Шрифт:
Интервал:
Закладка:
* * *
Когда я просыпаюсь на следующее утро, я занят собой. Я потягиваюсь, перевязываю колено, кормлю старушку Мяу и готовлю завтрак. Моника ведет себя как ребенок и откусывает всего два кусочка, жалуясь, что яйца слишком жидкие и что я кладу в них слишком много ветчины и недостаточно хот-догов. Мама берет банан и чашку кофе, оставляя сорок долларов на продукты и список вещей, которые нужно починить по дому, прежде чем отправиться в больницу. Мне осталось приготовить девять целых яиц и двенадцать полосок бекона. Я изо всех сил пытаюсь справиться с этим, моя ограничительная диета в течение семестра все еще снижает мой аппетит. После этого я чувствую себя как каменная глыба, но, по крайней мере, мне удается пропустить обед.
Затем я распаковываю свое барахло и переставляю свою комнату, хотя делать особо нечего, так как она девственно чистая, нетронутая с тех пор, как я переехал с первого курса. В доме тоже уже чисто, так что я просто продолжаю список. С большинством пунктов я справляюсь самостоятельно, но, когда мне нужна помощь Моники, требуется приложить максимум усилий, чтобы заставить ее подчиниться.
К тому времени, как я заканчиваю с этим, уже одиннадцать утра, и я чувствую, что схожу с ума. Меня так и подмывает сделать то, чего я не делал с тех пор, как дедушка скончался, и открыть наш гараж. Раньше это было рабочее место папы, где он чинил машины и рисовал татуировки, но, когда он скончался, это стала комната дедушки.
Однако я не могу собраться с силами, чтобы сделать это, поэтому я подстригаю газон и смотрю на дверь, думая обо всех способах, которыми дедушка подбодрил бы меня, если бы увидел, как мне грустно. Мы курили вместе, и он позволял мне потягивать его пиво, наблюдая за мамой. Это заставляет меня слегка улыбнуться.
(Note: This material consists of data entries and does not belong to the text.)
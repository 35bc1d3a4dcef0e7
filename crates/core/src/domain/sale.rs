use chrono::{DateTime, Utc};
use rust_decimal::Decimal;
use serde::{Deserialize, Serialize};

use crate::domain::lenient;
use crate::domain::product::{Product, ProductId};

/// One recorded sale. Sales are append-only; the list is roughly
/// chronological but not guaranteed sorted.
#[derive(Clone, Debug, PartialEq, Serialize, Deserialize)]
#[serde(rename_all = "camelCase")]
pub struct Sale {
    /// `None` when the stored timestamp could not be parsed. Such a sale never
    /// falls inside a reporting period.
    #[serde(default, deserialize_with = "lenient::timestamp")]
    pub date: Option<DateTime<Utc>>,
    pub product_id: ProductId,
    #[serde(default)]
    pub product_name: String,
    #[serde(default, deserialize_with = "lenient::count")]
    pub quantity: u32,
    #[serde(
        default,
        serialize_with = "rust_decimal::serde::float::serialize",
        deserialize_with = "lenient::decimal"
    )]
    pub price: Decimal,
    #[serde(
        default,
        serialize_with = "rust_decimal::serde::float::serialize",
        deserialize_with = "lenient::decimal"
    )]
    pub total: Decimal,
}

impl Sale {
    pub fn record(product: &Product, quantity: u32, at: DateTime<Utc>) -> Self {
        Self {
            date: Some(at),
            product_id: product.id,
            product_name: product.name.clone(),
            quantity,
            price: product.price,
            total: product.price * Decimal::from(quantity),
        }
    }

    /// Stored total, or `price × quantity` when the total was lost.
    pub fn effective_total(&self) -> Decimal {
        if self.total.is_zero() {
            self.price * Decimal::from(self.quantity)
        } else {
            self.total
        }
    }

    pub fn occurred_at_or_after(&self, start: DateTime<Utc>) -> bool {
        self.date.is_some_and(|date| date >= start)
    }
}

#[cfg(test)]
mod tests {
    use chrono::{TimeZone, Utc};
    use rust_decimal::Decimal;

    use super::Sale;
    use crate::domain::product::{Product, ProductId};

    fn brake_pads() -> Product {
        Product {
            id: ProductId(2),
            name: "Yamaha R15 Brake Pad Set".to_string(),
            brand: "Yamaha".to_string(),
            category: "brake".to_string(),
            price: Decimal::from(1200),
            quantity: 45,
            specs: Default::default(),
            description: None,
        }
    }

    #[test]
    fn recorded_sale_totals_price_times_quantity() {
        let at = Utc.with_ymd_and_hms(2024, 3, 2, 10, 0, 0).single().expect("valid instant");
        let sale = Sale::record(&brake_pads(), 3, at);

        assert_eq!(sale.total, Decimal::from(3600));
        assert_eq!(sale.product_name, "Yamaha R15 Brake Pad Set");
        assert_eq!(sale.date, Some(at));
    }

    #[test]
    fn decodes_camel_case_storage_records() {
        let sale: Sale = serde_json::from_str(
            r#"{"date":"2024-01-01T05:30:00.000Z","productId":1,"productName":"Exhaust Pipe","quantity":2,"price":3500,"total":7000}"#,
        )
        .expect("decode sale");

        assert_eq!(sale.product_id, ProductId(1));
        assert_eq!(sale.total, Decimal::from(7000));
        assert!(sale.date.is_some());
    }

    #[test]
    fn unparseable_dates_decode_to_none() {
        let sale: Sale =
            serde_json::from_str(r#"{"date":"not a date","productId":1,"quantity":1,"total":5}"#)
                .expect("decode sale");

        assert_eq!(sale.date, None);
        let start = Utc.with_ymd_and_hms(2000, 1, 1, 0, 0, 0).single().expect("valid instant");
        assert!(!sale.occurred_at_or_after(start));
    }

    #[test]
    fn effective_total_falls_back_to_price_times_quantity() {
        let sale: Sale =
            serde_json::from_str(r#"{"productId":1,"quantity":4,"price":"250"}"#).expect("decode");

        assert_eq!(sale.total, Decimal::ZERO);
        assert_eq!(sale.effective_total(), Decimal::from(1000));
    }

    #[test]
    fn stored_money_fields_are_numbers() {
        let at = Utc.with_ymd_and_hms(2024, 3, 2, 10, 0, 0).single().expect("valid instant");
        let value = serde_json::to_value(Sale::record(&brake_pads(), 2, at)).expect("encode sale");

        assert!(value["price"].is_number(), "price serialized as {}", value["price"]);
        assert!(value["total"].is_number(), "total serialized as {}", value["total"]);
        assert_eq!(value["total"].as_f64(), Some(2400.0));
    }
}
Поход в продуктовый магазин, банка тепловатого пива ради ностальгии и три сигареты от стресса спустя, я возвращаюсь в свою комнату. Я принимаю душ и переодеваюсь, пряча свою пропахшую табаком одежду под кровать. Я стою там некоторое время, ничего не делая, только уставившись в пустое пространство, мой разум задним числом подавляет эту единственную мысль.
К двум часам дня я сдаюсь. Притворство ничего не значит, когда я не могу отвлечься, поэтому я иду спать.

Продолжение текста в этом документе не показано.